2. The method for predicting arc resistance of an arc-resistant fabric according to claim 1, wherein the arc-resistant fabrics with different specifications comprise thickness and grammage of the fabric.

3. The method for predicting the arc resistance of the arc-resistant fabric according to claim 1, wherein the arc-resistant fabric with different components is a composite fabric with polyimide as a main material and with modacrylic, aramid, flame-retardant viscose, conductive fiber and the like as auxiliary materials.

4. The method for predicting arc resistance of an arc-resistant fabric according to claim 1, wherein the classification method comprises: the same specification and the same component and the same ingredient are in the same proportion, the same component and the same ingredient are in the same proportion the same components and the same component ratio of different specifications are three types.

5. The method for predicting arc resistance of an arc-resistant fabric according to claim 1, wherein the machine learning algorithm is a support vector machine algorithm, a decision tree algorithm, a neural network algorithm or a deep learning algorithm.

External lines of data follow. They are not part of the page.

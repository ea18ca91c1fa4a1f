//! Stderr logging using env_logger
//!
//! The logger is installed before the config file is read so config-load
//! messages are not lost. RUST_LOG wins when set; otherwise records are
//! gated at `warn` until [`apply_config_level`] raises or lowers the level.
//! Logs go to stderr so stdout only carries command output.

use env_logger::{Env, Target, DEFAULT_FILTER_ENV};
use log::LevelFilter;

const STARTUP_LEVEL: LevelFilter = LevelFilter::Warn;

/// Install the logger. Returns true when RUST_LOG controls filtering.
pub fn init() -> bool {
    let from_env = std::env::var_os(DEFAULT_FILTER_ENV).is_some();

    // Without RUST_LOG the env_logger filter lets everything through and the
    // global max level does the gating, so it can be changed after init.
    let env = Env::default().default_filter_or("trace");
    let result = env_logger::Builder::from_env(env)
        .target(Target::Stderr)
        .format_timestamp_millis()
        .try_init();

    if let Err(e) = result {
        eprintln!("Failed to initialize logger: {}", e);
    }

    if !from_env {
        log::set_max_level(STARTUP_LEVEL);
    }
    from_env
}

/// Parse a configured level name, falling back to `warn`.
pub fn parse_level(level: &str) -> LevelFilter {
    level.trim().parse().unwrap_or_else(|_| {
        log::warn!("Unknown log level '{}', using warn", level);
        STARTUP_LEVEL
    })
}

/// Apply the config file's level unless RUST_LOG is in charge.
pub fn apply_config_level(level: &str, from_env: bool) {
    if from_env {
        return;
    }
    log::set_max_level(parse_level(level));
}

6. The device for predicting the arc resistance of the arc-resistant fabric is characterized by comprising the following components:

the acquisition module is used for acquiring arc resistance performance parameters of various detected fabrics and transmitting the acquired arc resistance performance parameters to the machine learning module;

the machine learning module is used for predicting arc resistance performance parameters of other fabrics according to arc resistance performance parameters of various tested fabrics, storing the arc resistance performance parameters in the material database and transmitting the arc resistance performance parameters to the display module;

the display module is used for displaying arc resistance performance parameters of the fabric; the arc resistance performance parameters of the tested fabric comprise a thermal protection performance value TPP, an electric arc thermal protection performance value ATPV, breaking strength and tearing strength;

the material database content comprises the thickness, gram weight, fabric components, the proportion of each component, a thermal protection performance value TPP, an electric arc thermal protection performance value ATPV, breaking strength and tearing strength of the fabric.

7. A computer device comprising an electrically connected memory and a processor, the memory having stored thereon a computing program executable on the processor, when executing the computing program, performing the steps of the method according to any of claims 1-5.